The green and efficient formation of the commercial cyclic carbonates from CO2 and epoxides promoted by metal-free quaternary phosphonium-boron catalysts and DMAP

From the perspective of green chemistry and achieving net zero emissions, converting CO2 into cyclic carbonates is one of the important strategies for CO2 fixation in applied chemistry and industrial sectors. In this context, the novel metal-free phosphonium-boron catalysts (PBC1-PBC8) were synthesized and various spectroscopic tools such as 1H, 13C, and 11B NMR, FT-IR, UV-Vis, LC-MS/MS, elemental analysis, TGA-DTA together melting point measurement were utilized for structural characterization.

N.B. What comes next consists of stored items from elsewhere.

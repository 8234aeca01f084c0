//! Successor addressing for fan-out and fan-in
//!
//! A successor is fed by exactly one output set of each of its upstream
//! vertices. For a single upstream that is one successor per output set; for a
//! join it is every combination of finished upstream output sets whose
//! ancestries agree. Each successor carries its full lineage so that later
//! joins and references to non-immediate ancestors can be resolved.

use serde_json::{Map, Value};
use std::collections::{BTreeMap, HashMap};

use crate::db::models::State;
use crate::graph::{resolve_inputs, GraphNodeSpec};
use crate::Result;

/// An upstream state whose outputs are known
#[derive(Debug, Clone, PartialEq)]
pub struct Finished {
    pub state_id: String,
    pub identifier: String,
    pub parents: BTreeMap<String, String>,
    pub branch: BTreeMap<String, usize>,
    pub outputs: Vec<Map<String, Value>>,
}

impl Finished {
    /// From a stored state that already has outputs
    pub fn from_state(state: &State) -> Result<Self> {
        let outputs = state.output_sets()?;
        Self::with_outputs(state, outputs)
    }

    /// From a state whose outputs are being reported right now
    pub fn with_outputs(state: &State, outputs: Vec<Map<String, Value>>) -> Result<Self> {
        Ok(Self {
            state_id: state.id.clone(),
            identifier: state.identifier.clone(),
            parents: state.parents_map()?,
            branch: state.branch_map()?,
            outputs,
        })
    }
}

/// Ancestor identifier to state id and to output index
#[derive(Debug, Clone, Default, PartialEq, Eq)]
pub struct Lineage {
    pub parents: BTreeMap<String, String>,
    pub branch: BTreeMap<String, usize>,
}

impl Lineage {
    /// The lineage of a successor fed by output set `index` of `upstream`
    pub fn through(upstream: &Finished, index: usize) -> Self {
        let mut parents = upstream.parents.clone();
        let mut branch = upstream.branch.clone();
        parents.insert(upstream.identifier.clone(), upstream.state_id.clone());
        branch.insert(upstream.identifier.clone(), index);
        Self { parents, branch }
    }

    /// Union of two lineages, `None` when they disagree on a shared ancestor
    pub fn merge(&self, other: &Lineage) -> Option<Lineage> {
        let mut merged = self.clone();

        for (identifier, state_id) in &other.parents {
            match merged.parents.get(identifier) {
                Some(existing) if existing != state_id => return None,
                Some(_) => {}
                None => {
                    merged.parents.insert(identifier.clone(), state_id.clone());
                }
            }
        }
        for (identifier, index) in &other.branch {
            match merged.branch.get(identifier) {
                Some(existing) if existing != index => return None,
                Some(_) => {}
                None => {
                    merged.branch.insert(identifier.clone(), *index);
                }
            }
        }

        Some(merged)
    }
}

/// One upstream output set feeding a successor
#[derive(Debug, Clone, PartialEq, Eq, PartialOrd, Ord)]
pub struct Contribution {
    pub identifier: String,
    pub state_id: String,
    pub output_index: usize,
}

/// The inputs of one successor to materialize
#[derive(Debug, Clone, PartialEq)]
pub struct Combination {
    pub lineage: Lineage,
    /// Sorted by upstream identifier
    pub contributions: Vec<Contribution>,
}

impl Combination {
    /// Deterministic idempotency key for the successor this combination feeds
    pub fn dedupe_key(&self, run_id: &str, identifier: &str) -> String {
        let sources: Vec<String> = self
            .contributions
            .iter()
            .map(|c| format!("{}={}#{}", c.identifier, c.state_id, c.output_index))
            .collect();
        format!("next:{}:{}:{}", run_id, identifier, sources.join(","))
    }
}

/// Every consistent combination that includes one of `reporter`'s outputs
///
/// `upstream` lists all upstream identifiers of the successor; `others` holds
/// the finished states of every upstream identifier except the reporter's.
/// An upstream with no finished state yet yields no combination: the last
/// upstream to report materializes the join.
pub fn combinations(
    upstream: &[String],
    reporter: &Finished,
    others: &BTreeMap<String, Vec<Finished>>,
) -> Vec<Combination> {
    let mut partial: Vec<Combination> = (0..reporter.outputs.len())
        .map(|index| Combination {
            lineage: Lineage::through(reporter, index),
            contributions: vec![Contribution {
                identifier: reporter.identifier.clone(),
                state_id: reporter.state_id.clone(),
                output_index: index,
            }],
        })
        .collect();

    for identifier in upstream.iter().filter(|u| **u != reporter.identifier) {
        let Some(candidates) = others.get(identifier).filter(|c| !c.is_empty()) else {
            return Vec::new();
        };

        let mut extended = Vec::new();
        for combination in &partial {
            for candidate in candidates {
                for index in 0..candidate.outputs.len() {
                    let Some(lineage) = combination
                        .lineage
                        .merge(&Lineage::through(candidate, index))
                    else {
                        continue;
                    };
                    let mut contributions = combination.contributions.clone();
                    contributions.push(Contribution {
                        identifier: candidate.identifier.clone(),
                        state_id: candidate.state_id.clone(),
                        output_index: index,
                    });
                    extended.push(Combination {
                        lineage,
                        contributions,
                    });
                }
            }
        }
        partial = extended;
    }

    for combination in &mut partial {
        combination.contributions.sort();
    }
    partial
}

/// Resolve a successor vertex's inputs against its lineage
///
/// `outputs_by_state` must hold the output sets of every state named in the
/// lineage that a reference of `spec` points to.
pub fn resolve_successor_inputs(
    spec: &GraphNodeSpec,
    lineage: &Lineage,
    outputs_by_state: &HashMap<String, Vec<Map<String, Value>>>,
) -> std::result::Result<Map<String, Value>, String> {
    resolve_inputs(&spec.inputs, |reference| {
        let state_id = lineage.parents.get(&reference.identifier)?;
        let index = lineage.branch.get(&reference.identifier)?;
        outputs_by_state
            .get(state_id)?
            .get(*index)?
            .get(&reference.field)
            .cloned()
    })
}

The Lewis acidity of the metal-free boron-based catalysts (PBC1-PBC8) was determined using the Gutmann-Beckett method and resonances were obtained in the range of 51.11-50.18 ppm, respectively. Followed by, novel metal-free phosphonium-boron compounds were used for the coupling reaction of CO2 with different epoxides to obtain target cyclic carbonates under atmospheric and high-pressure conditions (1 atm or 1.6 MPa, 100 degrees C, 2 h) for carbon neutrality and an alternative to the toxic and expensive phosgene gas. The binary catalytic system of metal-free phosphonium-boron catalyst (PBC8)/DMAP presented high catalytic activity in solvent-free conditions at 100 degrees C, 1 atm (53.1 % yield and 97.4% selectivity) and 1.6 MPa (95.4% yield with 98.0% selectivity) and 2 h with using epichlorohydrin (ECH). Furthermore, the effects of the amount of used catalyst on the catalytic conversion were examined and it was determined that the optimum (PBC8)/ECH ratio for CO2 coupling reactions was 1/1000.